**DESCRIPTION OF THE TASK:** For the entries below, report every line that includes the word "Some".

::::::::

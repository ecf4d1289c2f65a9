mod common;

use xylem_dom::{
	memory::{MemoryDocument, NodeId},
	Component, ElementBuilder, Host, NodeSlot, OwnsNode, ReadPolicy,
};

struct Counter {
	count: u32,
	slot: NodeSlot<NodeId>,
}

impl Counter {
	fn new(read_policy: ReadPolicy) -> Self {
		Self {
			count: 0,
			slot: NodeSlot::with_read_policy(read_policy),
		}
	}
}

impl Component for Counter {
	type Host = MemoryDocument;

	fn render(&mut self, host: &MemoryDocument) -> NodeId {
		ElementBuilder::new("span").attribute("class", "counter").text(self.count.to_string()).build(host)
	}

	fn slot(&self) -> &NodeSlot<NodeId> {
		&self.slot
	}

	fn slot_mut(&mut self) -> &mut NodeSlot<NodeId> {
		&mut self.slot
	}
}

/// `<body><hr>{counter}<br></body>`
fn mount_between_siblings(document: &MemoryDocument, counter: &mut Counter) -> (NodeId, NodeId) {
	let body = document.body();
	let before = ElementBuilder::new("hr").build(document);
	let after = ElementBuilder::new("br").build(document);
	let node = counter.rendered_node(document);
	document.append_child(&body, &before);
	document.append_child(&body, &node);
	document.append_child(&body, &after);
	(before, after)
}

#[test]
fn rendered_node_is_detached_and_stable_until_next_render() {
	common::init_logging();
	let document = MemoryDocument::new();
	let mut counter = Counter::new(ReadPolicy::Rerender);
	assert_eq!(counter.current_node(), None);
	assert!(!counter.slot().is_materialized());

	let node = counter.rendered_node(&document);

	assert_eq!(document.parent_node(&node), None);
	assert_eq!(counter.current_node(), Some(node));
	assert_eq!(counter.current_node(), Some(node));
	assert_eq!(counter.owned_node(), Some(node));
}

#[test]
fn update_replaces_attached_node_in_place() {
	let document = MemoryDocument::new();
	let mut counter = Counter::new(ReadPolicy::Rerender);
	let (before, after) = mount_between_siblings(&document, &mut counter);
	let old = counter.current_node().unwrap();

	counter.count += 1;
	counter.update(&document);

	let new = counter.current_node().unwrap();
	assert_ne!(new, old);
	assert_eq!(document.child_nodes(document.body()), [before, new, after]);
	assert_eq!(document.text_content(new), "1");
	assert_eq!(document.parent_node(&old), None);
	assert_eq!(document.outer_html(document.body()), r#"<body><hr><span class="counter">1</span><br></body>"#);
}

#[test]
fn repeated_updates_keep_the_position() {
	let document = MemoryDocument::new();
	let mut counter = Counter::new(ReadPolicy::Rerender);
	let (before, after) = mount_between_siblings(&document, &mut counter);

	for _ in 0..3 {
		counter.count += 1;
		counter.update(&document);
	}

	let children = document.child_nodes(document.body());
	assert_eq!(children.len(), 3);
	assert_eq!(children[0], before);
	assert_eq!(children[2], after);
	assert_eq!(document.text_content(children[1]), "3");
}

#[test]
fn update_of_detached_node_only_tracks_the_new_node() {
	let document = MemoryDocument::new();
	let mut counter = Counter::new(ReadPolicy::Rerender);
	let old = counter.rendered_node(&document);

	counter.count = 7;
	counter.update(&document);

	let new = counter.current_node().unwrap();
	assert_ne!(new, old);
	assert_eq!(document.parent_node(&new), None);
	assert_eq!(document.text_content(new), "7");
	assert!(document.child_nodes(document.body()).is_empty());
}

#[test]
fn update_materializes_an_unrendered_component() {
	let document = MemoryDocument::new();
	let mut counter = Counter::new(ReadPolicy::Rerender);

	counter.update(&document);

	let node = counter.current_node().expect("update didn't materialize the component");
	assert_eq!(document.parent_node(&node), None);
}

#[test]
fn rerender_policy_leaves_the_attached_node_alone() {
	let document = MemoryDocument::new();
	let mut counter = Counter::new(ReadPolicy::Rerender);
	mount_between_siblings(&document, &mut counter);
	let attached = counter.current_node().unwrap();

	counter.count += 1;
	let reread = counter.rendered_node(&document);

	assert_ne!(reread, attached);
	assert_eq!(counter.current_node(), Some(reread));
	assert_eq!(document.parent_node(&reread), None);
	assert_eq!(document.parent_node(&attached), Some(document.body()));
	assert_eq!(document.text_content(attached), "0");
}

#[test]
fn cached_policy_reuses_the_owned_node() {
	let document = MemoryDocument::new();
	let mut counter = Counter::new(ReadPolicy::Cached);

	let first = counter.rendered_node(&document);
	counter.count += 1;
	let second = counter.rendered_node(&document);

	assert_eq!(first, second);
	assert_eq!(document.text_content(second), "0");

	counter.update(&document);
	let third = counter.rendered_node(&document);
	assert_ne!(third, first);
	assert_eq!(document.text_content(third), "1");
}

#[test]
fn rerender_in_place_policy_swaps_on_read() {
	let document = MemoryDocument::new();
	let mut counter = Counter::new(ReadPolicy::RerenderInPlace);
	let (before, after) = mount_between_siblings(&document, &mut counter);

	counter.count += 1;
	let reread = counter.rendered_node(&document);

	assert_eq!(document.child_nodes(document.body()), [before, reread, after]);
	assert_eq!(document.text_content(reread), "1");
}

#[test]
fn read_policy_can_be_changed() {
	let document = MemoryDocument::new();
	let mut counter = Counter::new(ReadPolicy::Rerender);
	let first = counter.rendered_node(&document);

	counter.slot_mut().set_read_policy(ReadPolicy::Cached);

	assert_eq!(counter.slot().read_policy(), ReadPolicy::Cached);
	assert_eq!(counter.rendered_node(&document), first);
}

#[test]
fn replacing_under_the_wrong_parent_is_ignored() {
	let document = MemoryDocument::new();
	let parent = ElementBuilder::new("div").build(&document);
	let stranger = ElementBuilder::new("p").build(&document);
	let replacement = ElementBuilder::new("p").build(&document);

	document.replace_child(&parent, &replacement, &stranger);

	assert!(document.child_nodes(parent).is_empty());
	assert_eq!(document.parent_node(&replacement), None);
}

#[test]
fn hierarchy_errors_leave_the_tree_unchanged() {
	let document = MemoryDocument::new();
	let text = document.create_text_node("leaf");
	let outer = ElementBuilder::new("div").build(&document);
	let inner = ElementBuilder::new("div").build(&document);
	document.append_child(&outer, &inner);

	document.append_child(&text, &outer);
	document.append_child(&inner, &outer);
	document.set_attribute(&text, "id", "nope");

	assert_eq!(document.parent_node(&outer), None);
	assert!(document.child_nodes(inner).is_empty());
	assert_eq!(document.outer_html(text), "leaf");
}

::::::::

**ANSWER BOX:**
	assert_eq!(counter.current_node(), Some(node));
	assert_eq!(counter.current_node(), Some(node));
	assert_eq!(counter.owned_node(), Some(node));
	assert_eq!(counter.current_node(), Some(reread));
	assert_eq!(document.parent_node(&attached), Some(document.body()));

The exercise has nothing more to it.